15. The method of claim 13, wherein monitoring the oxygen saturation level of the user for the drop from above the upper threshold to consistently below the lower threshold further comprises:
utilizing one of an existing oxygen saturation estimation machine-learned model of the wearable computing device or a tri-class machine-learned model having high, medium, and low output classes.
16. The method of claim 15, wherein monitoring the oxygen saturation level of the user for the drop from above the upper threshold to consistently below the lower threshold further comprises at least one of the following pre-processing steps:
filtering the oxygen saturation level of the user by at least one of motion or LED current change; or
filtering the oxygen saturation level of the user via one or more band-pass filters to extract DC and AC components; and
feeding the filtered oxygen saturation level into one of the existing oxygen saturation estimation machine-learned model or the tri-class machine-learned model,
wherein, when fed into the existing oxygen saturation estimation machine-learned model, an outcome for each time step comprises a percentage estimation alongside a standard deviation estimation, and
wherein, when fed into the tri-class machine-learned model, an outcome for each time step is a probability of falling into each of one of three bins representing the high, medium, and low output classes.
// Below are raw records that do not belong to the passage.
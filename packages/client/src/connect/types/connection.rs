//! Transport stream: plain TCP or rustls over TCP

use std::io;
use std::pin::Pin;
use std::task::{Context, Poll};

use tokio::io::{AsyncRead, AsyncWrite, ReadBuf};
use tokio::net::TcpStream;
use tokio_rustls::client::TlsStream;

/// The byte stream a `TcpConnector` hands to the connection manager.
#[derive(Debug)]
pub enum MaybeTlsStream {
    Plain(TcpStream),
    Tls(Box<TlsStream<TcpStream>>),
}

impl MaybeTlsStream {
    #[must_use]
    pub fn is_tls(&self) -> bool {
        matches!(self, MaybeTlsStream::Tls(_))
    }

    /// The underlying TCP stream.
    #[must_use]
    pub fn tcp(&self) -> &TcpStream {
        match self {
            MaybeTlsStream::Plain(stream) => stream,
            MaybeTlsStream::Tls(stream) => stream.get_ref().0,
        }
    }
}

impl AsyncRead for MaybeTlsStream {
    fn poll_read(
        self: Pin<&mut Self>,
        cx: &mut Context<'_>,
        buf: &mut ReadBuf<'_>,
    ) -> Poll<io::Result<()>> {
        match self.get_mut() {
            MaybeTlsStream::Plain(stream) => Pin::new(stream).poll_read(cx, buf),
            MaybeTlsStream::Tls(stream) => Pin::new(stream.as_mut()).poll_read(cx, buf),
        }
    }
}

impl AsyncWrite for MaybeTlsStream {
    fn poll_write(
        self: Pin<&mut Self>,
        cx: &mut Context<'_>,
        buf: &[u8],
    ) -> Poll<io::Result<usize>> {
        match self.get_mut() {
            MaybeTlsStream::Plain(stream) => Pin::new(stream).poll_write(cx, buf),
            MaybeTlsStream::Tls(stream) => Pin::new(stream.as_mut()).poll_write(cx, buf),
        }
    }

    fn poll_flush(self: Pin<&mut Self>, cx: &mut Context<'_>) -> Poll<io::Result<()>> {
        match self.get_mut() {
            MaybeTlsStream::Plain(stream) => Pin::new(stream).poll_flush(cx),
            MaybeTlsStream::Tls(stream) => Pin::new(stream.as_mut()).poll_flush(cx),
        }
    }

    fn poll_shutdown(self: Pin<&mut Self>, cx: &mut Context<'_>) -> Poll<io::Result<()>> {
        match self.get_mut() {
            MaybeTlsStream::Plain(stream) => Pin::new(stream).poll_shutdown(cx),
            MaybeTlsStream::Tls(stream) => Pin::new(stream.as_mut()).poll_shutdown(cx),
        }
    }
}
17. The method of claim 16, wherein monitoring the oxygen saturation level of the user for the drop from above the upper threshold to consistently below the lower threshold further comprises:
maintaining a buffered data set of a predetermined size that stores one or more recent PPG signals that correspond to a receptive field of a highest oxygen saturation estimation when using the existing oxygen saturation estimation machine-learned model or a highest high class probability when using the tri-class machine-learned model.
18. The method of claim 17, wherein determining the oxygen saturation drop above the certain magnitude further comprises:
employing a relative change detection model that juxtaposes one or more current PPG signals from the wearable computing device with a purportedly low oxygen saturation level against the one or more recent PPG signals with a purportedly normal oxygen saturation level to determine the oxygen saturation drop; and
estimating whether the oxygen saturation drop is sufficiently substantial and persistent so as to indicate a suspected oxygen emergency;
determining the suspected oxygen emergency is occurring by discerning a significant underlying oxygen saturation reduction from the user within a specified time frame; and
utilizing the buffered data set to determine the oxygen saturation drop,
wherein the significant underlying oxygen saturation reduction is expected when comparing the one or more current PPG signals with the one or more recent PPG signals stored in the buffered data set.
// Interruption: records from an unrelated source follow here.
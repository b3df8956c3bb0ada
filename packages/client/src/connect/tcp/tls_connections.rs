//! TLS connection establishment over rustls

use std::sync::Arc;

use rustls::pki_types::ServerName;
use tokio::net::TcpStream;
use tokio_rustls::TlsConnector;
use tokio_rustls::client::TlsStream;

use crate::error::{self, Result};

/// Run the TLS handshake on an established TCP stream.
///
/// # Errors
///
/// Returns a connect error for an invalid server name or a failed handshake.
pub async fn establish_rustls_connection(
    stream: TcpStream,
    host: &str,
    config: Arc<rustls::ClientConfig>,
) -> Result<TlsStream<TcpStream>> {
    let server_name = ServerName::try_from(host.to_string())
        .map_err(|e| error::connect(format!("Invalid server name {host}: {e}")))?;

    TlsConnector::from(config)
        .connect(server_name, stream)
        .await
        .map_err(|e| error::connect(format!("TLS handshake with {host} failed: {e}")))
}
19. The method of claim 18, wherein determining the oxygen saturation drop above the certain magnitude further comprises:
employing an additional ML model to forecast whether the significant underlying oxygen saturation reduction between two distinct PPG signals is below or above a specific percentage threshold.
20. The method of claim 19, wherein requesting the input from the user via the wearable computing device further comprises:
requesting, via the wearable computing device, a response from the user within a certain time frame after determining the suspected oxygen emergency is occurring to ensure that an emergency is actually occurring, and
wherein implementing the emergency response if the input is not received further comprises placing an emergency call to at least one of 911, one or more contacts programmed in the wearable computing device, or one or more persons in a close proximity to the user.